=== Work instruction ===
Every line of the entries below that mentions "InvariantViolation" is to be copied out.

=== Records for the exercise ===
================================

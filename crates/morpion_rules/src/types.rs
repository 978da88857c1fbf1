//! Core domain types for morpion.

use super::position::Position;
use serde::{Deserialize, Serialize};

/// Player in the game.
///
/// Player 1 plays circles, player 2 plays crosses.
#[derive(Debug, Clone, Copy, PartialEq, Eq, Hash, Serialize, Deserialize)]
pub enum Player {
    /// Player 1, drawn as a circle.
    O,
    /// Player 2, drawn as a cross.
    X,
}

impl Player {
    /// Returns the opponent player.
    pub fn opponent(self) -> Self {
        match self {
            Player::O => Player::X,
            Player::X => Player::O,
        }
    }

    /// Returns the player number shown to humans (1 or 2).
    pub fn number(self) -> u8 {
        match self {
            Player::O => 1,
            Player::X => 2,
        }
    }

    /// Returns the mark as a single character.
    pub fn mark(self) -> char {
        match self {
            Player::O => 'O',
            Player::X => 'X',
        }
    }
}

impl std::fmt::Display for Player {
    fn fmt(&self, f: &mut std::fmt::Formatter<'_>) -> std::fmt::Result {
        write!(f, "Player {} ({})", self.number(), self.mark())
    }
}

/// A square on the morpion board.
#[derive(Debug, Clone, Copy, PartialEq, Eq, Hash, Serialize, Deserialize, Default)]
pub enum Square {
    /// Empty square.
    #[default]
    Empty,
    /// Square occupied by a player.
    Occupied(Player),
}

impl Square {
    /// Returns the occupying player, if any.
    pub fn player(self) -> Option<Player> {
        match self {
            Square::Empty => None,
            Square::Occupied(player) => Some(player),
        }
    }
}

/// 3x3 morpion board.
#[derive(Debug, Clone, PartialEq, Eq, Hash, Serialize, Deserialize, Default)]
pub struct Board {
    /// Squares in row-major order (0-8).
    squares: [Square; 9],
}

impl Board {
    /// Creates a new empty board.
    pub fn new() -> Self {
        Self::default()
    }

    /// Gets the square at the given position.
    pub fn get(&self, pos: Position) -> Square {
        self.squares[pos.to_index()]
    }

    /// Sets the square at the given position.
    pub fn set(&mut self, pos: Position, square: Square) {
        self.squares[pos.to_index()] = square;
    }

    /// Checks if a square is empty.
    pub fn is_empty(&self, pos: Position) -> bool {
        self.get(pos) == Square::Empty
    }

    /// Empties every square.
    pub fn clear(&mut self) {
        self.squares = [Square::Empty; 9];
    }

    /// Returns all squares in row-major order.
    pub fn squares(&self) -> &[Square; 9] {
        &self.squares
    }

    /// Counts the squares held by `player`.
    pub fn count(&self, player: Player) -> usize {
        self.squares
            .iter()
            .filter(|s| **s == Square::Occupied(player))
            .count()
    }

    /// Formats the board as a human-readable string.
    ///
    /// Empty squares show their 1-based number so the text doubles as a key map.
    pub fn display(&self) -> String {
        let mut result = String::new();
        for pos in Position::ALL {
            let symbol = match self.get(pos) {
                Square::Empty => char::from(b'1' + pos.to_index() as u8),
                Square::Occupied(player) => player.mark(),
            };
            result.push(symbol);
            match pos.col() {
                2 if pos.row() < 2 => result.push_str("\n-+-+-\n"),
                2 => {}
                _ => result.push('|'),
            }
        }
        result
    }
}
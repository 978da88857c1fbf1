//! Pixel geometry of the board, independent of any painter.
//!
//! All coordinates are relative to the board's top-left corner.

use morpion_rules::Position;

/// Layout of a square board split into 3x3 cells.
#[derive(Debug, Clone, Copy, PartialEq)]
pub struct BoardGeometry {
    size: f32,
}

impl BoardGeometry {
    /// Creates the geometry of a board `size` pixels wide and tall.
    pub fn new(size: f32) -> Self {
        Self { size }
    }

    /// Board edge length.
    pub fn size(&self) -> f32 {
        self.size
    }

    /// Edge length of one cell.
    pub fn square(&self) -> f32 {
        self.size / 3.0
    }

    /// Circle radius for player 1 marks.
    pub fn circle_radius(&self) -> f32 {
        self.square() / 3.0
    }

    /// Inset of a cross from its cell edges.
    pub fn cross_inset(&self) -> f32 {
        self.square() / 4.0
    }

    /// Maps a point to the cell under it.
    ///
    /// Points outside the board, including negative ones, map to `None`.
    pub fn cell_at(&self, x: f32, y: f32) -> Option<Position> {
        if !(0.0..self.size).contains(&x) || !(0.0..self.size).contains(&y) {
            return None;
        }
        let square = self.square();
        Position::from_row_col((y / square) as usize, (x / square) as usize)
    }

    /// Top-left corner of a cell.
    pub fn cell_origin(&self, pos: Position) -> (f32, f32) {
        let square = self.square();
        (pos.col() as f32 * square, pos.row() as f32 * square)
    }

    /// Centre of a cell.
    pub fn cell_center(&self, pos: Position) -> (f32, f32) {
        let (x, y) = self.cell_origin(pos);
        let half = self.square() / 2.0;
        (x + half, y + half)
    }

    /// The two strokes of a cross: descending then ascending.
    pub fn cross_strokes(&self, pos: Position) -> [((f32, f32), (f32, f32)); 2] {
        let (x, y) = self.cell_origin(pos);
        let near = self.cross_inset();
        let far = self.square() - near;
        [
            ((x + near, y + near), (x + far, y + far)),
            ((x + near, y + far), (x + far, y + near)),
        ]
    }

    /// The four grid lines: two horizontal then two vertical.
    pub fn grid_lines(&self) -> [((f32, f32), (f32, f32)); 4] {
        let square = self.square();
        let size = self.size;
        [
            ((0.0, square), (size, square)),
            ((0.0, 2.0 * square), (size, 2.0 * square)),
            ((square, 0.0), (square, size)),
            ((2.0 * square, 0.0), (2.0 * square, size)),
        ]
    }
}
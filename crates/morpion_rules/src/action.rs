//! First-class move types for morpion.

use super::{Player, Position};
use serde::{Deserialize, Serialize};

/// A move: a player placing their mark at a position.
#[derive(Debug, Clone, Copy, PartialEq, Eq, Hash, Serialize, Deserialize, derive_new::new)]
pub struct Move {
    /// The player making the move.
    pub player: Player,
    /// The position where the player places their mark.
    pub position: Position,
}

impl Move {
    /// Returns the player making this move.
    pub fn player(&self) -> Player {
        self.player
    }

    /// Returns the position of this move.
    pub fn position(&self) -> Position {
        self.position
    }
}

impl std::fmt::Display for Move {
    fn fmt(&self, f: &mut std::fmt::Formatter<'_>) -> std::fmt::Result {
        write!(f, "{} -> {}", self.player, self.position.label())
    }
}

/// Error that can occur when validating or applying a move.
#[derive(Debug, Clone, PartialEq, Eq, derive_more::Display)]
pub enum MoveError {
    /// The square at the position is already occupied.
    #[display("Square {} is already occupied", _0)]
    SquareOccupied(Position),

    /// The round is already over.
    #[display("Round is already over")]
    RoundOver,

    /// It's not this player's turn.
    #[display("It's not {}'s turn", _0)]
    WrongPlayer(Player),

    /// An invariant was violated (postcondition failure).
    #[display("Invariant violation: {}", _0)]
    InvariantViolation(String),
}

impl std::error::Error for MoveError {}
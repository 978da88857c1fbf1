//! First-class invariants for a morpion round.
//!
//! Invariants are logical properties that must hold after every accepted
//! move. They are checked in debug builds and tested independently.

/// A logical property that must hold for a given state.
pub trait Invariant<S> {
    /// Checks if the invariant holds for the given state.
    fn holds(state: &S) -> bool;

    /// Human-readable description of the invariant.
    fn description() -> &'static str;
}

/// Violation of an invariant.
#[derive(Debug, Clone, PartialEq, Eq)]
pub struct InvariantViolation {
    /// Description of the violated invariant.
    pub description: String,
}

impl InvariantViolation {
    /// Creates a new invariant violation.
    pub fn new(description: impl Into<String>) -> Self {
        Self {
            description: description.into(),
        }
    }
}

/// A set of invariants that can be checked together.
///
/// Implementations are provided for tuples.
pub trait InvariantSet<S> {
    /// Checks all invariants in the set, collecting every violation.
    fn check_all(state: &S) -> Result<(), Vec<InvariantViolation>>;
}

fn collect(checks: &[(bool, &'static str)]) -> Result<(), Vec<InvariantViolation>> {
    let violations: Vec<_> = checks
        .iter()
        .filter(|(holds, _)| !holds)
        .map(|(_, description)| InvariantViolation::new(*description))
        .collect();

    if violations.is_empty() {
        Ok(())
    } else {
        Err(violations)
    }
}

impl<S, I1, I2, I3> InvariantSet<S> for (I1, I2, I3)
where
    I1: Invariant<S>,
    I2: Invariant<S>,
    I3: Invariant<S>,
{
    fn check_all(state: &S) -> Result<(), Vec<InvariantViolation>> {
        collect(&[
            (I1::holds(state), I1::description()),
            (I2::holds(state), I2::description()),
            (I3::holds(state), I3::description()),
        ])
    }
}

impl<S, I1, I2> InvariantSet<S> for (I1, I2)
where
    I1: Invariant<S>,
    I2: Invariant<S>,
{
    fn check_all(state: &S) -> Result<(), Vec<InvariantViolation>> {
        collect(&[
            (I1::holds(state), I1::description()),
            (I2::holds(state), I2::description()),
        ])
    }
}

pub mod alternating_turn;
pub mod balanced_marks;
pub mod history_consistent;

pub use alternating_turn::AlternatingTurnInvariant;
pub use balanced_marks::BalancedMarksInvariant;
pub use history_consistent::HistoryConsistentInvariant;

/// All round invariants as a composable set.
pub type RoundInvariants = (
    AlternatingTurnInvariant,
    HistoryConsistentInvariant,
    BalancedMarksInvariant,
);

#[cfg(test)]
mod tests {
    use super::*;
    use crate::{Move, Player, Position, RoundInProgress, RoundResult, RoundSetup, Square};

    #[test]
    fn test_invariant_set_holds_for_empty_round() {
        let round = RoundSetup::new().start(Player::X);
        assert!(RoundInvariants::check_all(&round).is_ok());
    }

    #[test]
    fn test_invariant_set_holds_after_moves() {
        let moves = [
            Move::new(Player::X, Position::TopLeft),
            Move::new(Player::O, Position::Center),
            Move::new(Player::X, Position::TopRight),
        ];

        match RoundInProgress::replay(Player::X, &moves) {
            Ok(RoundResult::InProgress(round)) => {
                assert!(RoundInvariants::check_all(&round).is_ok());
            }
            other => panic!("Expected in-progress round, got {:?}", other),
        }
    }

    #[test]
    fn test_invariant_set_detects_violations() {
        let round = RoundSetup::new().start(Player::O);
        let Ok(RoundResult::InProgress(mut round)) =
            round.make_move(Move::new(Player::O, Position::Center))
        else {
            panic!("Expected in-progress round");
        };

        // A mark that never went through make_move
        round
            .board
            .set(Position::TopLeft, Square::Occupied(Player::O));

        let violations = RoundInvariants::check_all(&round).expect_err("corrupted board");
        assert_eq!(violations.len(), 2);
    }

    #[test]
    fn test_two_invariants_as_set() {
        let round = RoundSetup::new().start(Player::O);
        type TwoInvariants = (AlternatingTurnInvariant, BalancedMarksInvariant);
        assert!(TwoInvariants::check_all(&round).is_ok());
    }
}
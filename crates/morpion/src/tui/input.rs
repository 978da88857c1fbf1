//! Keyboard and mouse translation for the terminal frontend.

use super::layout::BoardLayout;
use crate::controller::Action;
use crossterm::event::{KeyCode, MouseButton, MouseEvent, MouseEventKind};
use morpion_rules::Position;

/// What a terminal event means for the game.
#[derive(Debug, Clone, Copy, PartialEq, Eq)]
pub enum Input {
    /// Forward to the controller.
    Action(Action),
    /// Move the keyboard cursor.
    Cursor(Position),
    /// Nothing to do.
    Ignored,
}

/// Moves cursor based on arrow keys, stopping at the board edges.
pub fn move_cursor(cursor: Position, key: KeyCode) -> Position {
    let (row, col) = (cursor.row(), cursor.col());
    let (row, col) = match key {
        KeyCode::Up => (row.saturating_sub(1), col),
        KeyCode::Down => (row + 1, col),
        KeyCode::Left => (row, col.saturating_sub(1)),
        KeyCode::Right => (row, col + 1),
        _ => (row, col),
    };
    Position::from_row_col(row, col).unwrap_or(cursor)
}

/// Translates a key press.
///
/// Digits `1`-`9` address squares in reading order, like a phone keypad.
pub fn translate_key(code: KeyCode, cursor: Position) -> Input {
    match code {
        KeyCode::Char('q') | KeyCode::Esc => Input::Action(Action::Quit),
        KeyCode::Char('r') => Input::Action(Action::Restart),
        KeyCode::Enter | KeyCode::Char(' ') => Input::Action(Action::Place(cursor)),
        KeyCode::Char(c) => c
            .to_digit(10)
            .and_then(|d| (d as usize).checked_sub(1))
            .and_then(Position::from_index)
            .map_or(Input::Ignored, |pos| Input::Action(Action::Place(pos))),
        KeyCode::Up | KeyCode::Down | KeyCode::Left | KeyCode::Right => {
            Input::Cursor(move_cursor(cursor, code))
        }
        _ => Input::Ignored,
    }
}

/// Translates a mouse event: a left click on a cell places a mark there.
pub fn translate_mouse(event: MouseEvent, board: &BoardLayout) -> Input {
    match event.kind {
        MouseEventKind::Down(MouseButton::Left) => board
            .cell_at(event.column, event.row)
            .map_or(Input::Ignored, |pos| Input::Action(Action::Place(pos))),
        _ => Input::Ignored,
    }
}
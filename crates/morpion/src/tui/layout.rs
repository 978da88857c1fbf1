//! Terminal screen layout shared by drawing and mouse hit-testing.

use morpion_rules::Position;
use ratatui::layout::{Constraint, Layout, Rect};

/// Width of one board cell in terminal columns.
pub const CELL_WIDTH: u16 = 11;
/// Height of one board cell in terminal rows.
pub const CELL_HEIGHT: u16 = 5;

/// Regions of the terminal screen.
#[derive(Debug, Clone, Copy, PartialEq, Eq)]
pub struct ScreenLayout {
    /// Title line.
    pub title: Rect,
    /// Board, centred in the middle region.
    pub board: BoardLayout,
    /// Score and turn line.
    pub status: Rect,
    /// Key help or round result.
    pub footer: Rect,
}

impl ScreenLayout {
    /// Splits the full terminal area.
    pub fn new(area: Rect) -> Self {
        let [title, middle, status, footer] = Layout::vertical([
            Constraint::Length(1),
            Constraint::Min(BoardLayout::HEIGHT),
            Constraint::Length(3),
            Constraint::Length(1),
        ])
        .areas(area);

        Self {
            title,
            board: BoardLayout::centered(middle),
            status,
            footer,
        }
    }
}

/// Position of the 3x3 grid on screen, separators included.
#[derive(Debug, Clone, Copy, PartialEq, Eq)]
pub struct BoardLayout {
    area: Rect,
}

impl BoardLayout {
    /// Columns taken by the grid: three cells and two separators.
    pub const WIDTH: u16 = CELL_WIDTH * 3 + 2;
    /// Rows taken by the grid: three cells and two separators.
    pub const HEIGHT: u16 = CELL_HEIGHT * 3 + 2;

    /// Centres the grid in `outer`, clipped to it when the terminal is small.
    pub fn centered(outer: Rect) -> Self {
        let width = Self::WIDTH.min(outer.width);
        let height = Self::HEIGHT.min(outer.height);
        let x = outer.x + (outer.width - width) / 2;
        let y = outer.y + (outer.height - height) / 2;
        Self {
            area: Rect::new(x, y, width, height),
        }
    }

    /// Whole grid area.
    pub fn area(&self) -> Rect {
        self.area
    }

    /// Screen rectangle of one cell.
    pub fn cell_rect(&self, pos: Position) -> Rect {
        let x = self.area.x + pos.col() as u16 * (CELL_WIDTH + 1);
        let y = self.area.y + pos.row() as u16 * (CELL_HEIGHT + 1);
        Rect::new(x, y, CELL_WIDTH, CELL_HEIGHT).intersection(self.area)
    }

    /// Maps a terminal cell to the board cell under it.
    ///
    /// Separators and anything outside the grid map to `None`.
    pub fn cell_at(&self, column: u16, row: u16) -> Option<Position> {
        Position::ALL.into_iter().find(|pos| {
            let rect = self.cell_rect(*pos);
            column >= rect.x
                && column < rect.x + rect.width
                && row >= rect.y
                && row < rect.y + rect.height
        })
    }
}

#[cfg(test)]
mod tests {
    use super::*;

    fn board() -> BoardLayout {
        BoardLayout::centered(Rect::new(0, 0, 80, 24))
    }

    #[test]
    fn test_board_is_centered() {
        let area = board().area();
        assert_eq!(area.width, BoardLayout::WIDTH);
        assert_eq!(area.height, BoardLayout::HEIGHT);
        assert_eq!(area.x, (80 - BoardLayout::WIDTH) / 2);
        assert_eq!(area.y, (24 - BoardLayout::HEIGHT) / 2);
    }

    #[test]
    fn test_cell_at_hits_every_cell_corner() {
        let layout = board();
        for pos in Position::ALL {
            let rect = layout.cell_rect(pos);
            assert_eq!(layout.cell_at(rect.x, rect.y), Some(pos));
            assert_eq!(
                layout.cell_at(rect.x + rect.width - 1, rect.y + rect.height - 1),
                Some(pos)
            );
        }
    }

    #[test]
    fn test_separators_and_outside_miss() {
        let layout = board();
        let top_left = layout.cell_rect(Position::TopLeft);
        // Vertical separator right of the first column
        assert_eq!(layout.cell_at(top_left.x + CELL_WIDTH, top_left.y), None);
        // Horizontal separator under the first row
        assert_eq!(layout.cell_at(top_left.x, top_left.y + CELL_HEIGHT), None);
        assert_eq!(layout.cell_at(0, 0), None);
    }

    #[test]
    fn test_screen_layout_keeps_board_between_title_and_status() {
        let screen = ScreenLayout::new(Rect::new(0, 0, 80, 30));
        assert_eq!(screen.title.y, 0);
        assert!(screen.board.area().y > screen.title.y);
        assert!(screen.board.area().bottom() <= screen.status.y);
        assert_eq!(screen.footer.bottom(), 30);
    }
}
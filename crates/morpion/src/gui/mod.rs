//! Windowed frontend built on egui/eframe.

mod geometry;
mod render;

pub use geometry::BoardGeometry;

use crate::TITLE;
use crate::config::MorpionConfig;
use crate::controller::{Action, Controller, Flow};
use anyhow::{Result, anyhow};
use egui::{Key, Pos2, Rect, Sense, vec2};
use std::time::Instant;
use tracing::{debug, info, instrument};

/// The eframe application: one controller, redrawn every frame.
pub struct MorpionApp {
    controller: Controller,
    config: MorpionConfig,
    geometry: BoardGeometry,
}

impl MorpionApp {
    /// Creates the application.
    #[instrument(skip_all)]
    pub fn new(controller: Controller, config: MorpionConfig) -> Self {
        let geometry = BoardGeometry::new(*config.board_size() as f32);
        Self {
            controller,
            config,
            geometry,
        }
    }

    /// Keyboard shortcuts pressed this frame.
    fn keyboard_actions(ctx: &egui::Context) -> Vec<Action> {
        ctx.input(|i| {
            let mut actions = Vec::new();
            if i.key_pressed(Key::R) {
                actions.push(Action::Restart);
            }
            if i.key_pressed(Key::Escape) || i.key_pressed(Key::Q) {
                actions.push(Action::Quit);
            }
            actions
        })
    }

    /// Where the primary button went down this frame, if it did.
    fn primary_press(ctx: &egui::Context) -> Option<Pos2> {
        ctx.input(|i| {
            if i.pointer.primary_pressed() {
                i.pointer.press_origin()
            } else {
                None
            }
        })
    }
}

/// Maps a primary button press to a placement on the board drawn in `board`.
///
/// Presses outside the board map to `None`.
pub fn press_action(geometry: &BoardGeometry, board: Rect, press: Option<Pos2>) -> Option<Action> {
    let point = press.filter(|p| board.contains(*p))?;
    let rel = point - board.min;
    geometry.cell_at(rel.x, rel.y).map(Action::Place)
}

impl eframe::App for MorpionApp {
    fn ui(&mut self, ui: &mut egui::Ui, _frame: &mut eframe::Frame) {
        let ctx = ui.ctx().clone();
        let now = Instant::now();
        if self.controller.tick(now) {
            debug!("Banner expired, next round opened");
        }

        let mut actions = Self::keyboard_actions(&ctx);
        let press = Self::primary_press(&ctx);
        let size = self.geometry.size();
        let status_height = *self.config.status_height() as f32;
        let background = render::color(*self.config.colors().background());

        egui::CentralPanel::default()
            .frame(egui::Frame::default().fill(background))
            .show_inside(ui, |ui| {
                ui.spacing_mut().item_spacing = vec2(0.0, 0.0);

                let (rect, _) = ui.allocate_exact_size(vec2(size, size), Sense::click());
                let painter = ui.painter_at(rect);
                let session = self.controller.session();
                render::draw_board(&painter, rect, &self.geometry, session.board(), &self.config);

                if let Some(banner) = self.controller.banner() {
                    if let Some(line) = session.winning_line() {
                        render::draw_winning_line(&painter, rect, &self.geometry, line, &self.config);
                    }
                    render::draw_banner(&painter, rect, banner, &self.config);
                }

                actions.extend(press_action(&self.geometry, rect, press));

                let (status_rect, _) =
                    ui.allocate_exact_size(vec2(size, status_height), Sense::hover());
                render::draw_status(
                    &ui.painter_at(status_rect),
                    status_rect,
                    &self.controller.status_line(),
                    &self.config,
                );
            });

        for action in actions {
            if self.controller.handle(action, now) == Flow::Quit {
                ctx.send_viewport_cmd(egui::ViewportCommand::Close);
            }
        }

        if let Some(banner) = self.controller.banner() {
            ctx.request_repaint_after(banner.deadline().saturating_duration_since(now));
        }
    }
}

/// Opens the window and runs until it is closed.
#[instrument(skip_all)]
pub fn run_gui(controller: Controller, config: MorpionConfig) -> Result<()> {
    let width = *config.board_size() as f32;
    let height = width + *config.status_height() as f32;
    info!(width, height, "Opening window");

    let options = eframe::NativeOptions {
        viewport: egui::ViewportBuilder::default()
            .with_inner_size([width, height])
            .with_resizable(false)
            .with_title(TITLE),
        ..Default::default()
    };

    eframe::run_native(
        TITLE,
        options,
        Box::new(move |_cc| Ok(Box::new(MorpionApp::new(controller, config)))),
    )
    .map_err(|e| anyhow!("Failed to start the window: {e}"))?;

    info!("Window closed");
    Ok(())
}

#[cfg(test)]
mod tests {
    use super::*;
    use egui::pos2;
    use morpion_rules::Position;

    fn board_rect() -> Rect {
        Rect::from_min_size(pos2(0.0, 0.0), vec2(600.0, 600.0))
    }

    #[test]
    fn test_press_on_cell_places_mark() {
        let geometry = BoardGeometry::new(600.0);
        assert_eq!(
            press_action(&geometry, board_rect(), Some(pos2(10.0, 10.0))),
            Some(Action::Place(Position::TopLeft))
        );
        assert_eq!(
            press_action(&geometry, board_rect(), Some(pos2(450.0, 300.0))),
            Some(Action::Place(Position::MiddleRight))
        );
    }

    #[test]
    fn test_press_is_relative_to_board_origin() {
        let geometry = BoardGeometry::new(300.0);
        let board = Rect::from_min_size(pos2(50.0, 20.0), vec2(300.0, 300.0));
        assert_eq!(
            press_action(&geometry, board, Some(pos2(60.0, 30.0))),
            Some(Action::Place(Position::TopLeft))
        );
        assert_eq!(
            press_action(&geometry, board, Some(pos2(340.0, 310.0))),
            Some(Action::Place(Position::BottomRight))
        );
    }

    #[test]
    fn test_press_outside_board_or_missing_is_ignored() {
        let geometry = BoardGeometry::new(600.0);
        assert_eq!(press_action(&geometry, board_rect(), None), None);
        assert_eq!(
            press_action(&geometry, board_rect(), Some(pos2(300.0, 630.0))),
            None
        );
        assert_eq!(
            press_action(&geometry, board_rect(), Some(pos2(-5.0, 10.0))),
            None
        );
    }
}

================================

=== Exercise response ===
    InvariantViolation(String),
pub struct InvariantViolation {
impl InvariantViolation {
    fn check_all(state: &S) -> Result<(), Vec<InvariantViolation>>;
fn collect(checks: &[(bool, &'static str)]) -> Result<(), Vec<InvariantViolation>> {
        .map(|(_, description)| InvariantViolation::new(*description))
    fn check_all(state: &S) -> Result<(), Vec<InvariantViolation>> {
    fn check_all(state: &S) -> Result<(), Vec<InvariantViolation>> {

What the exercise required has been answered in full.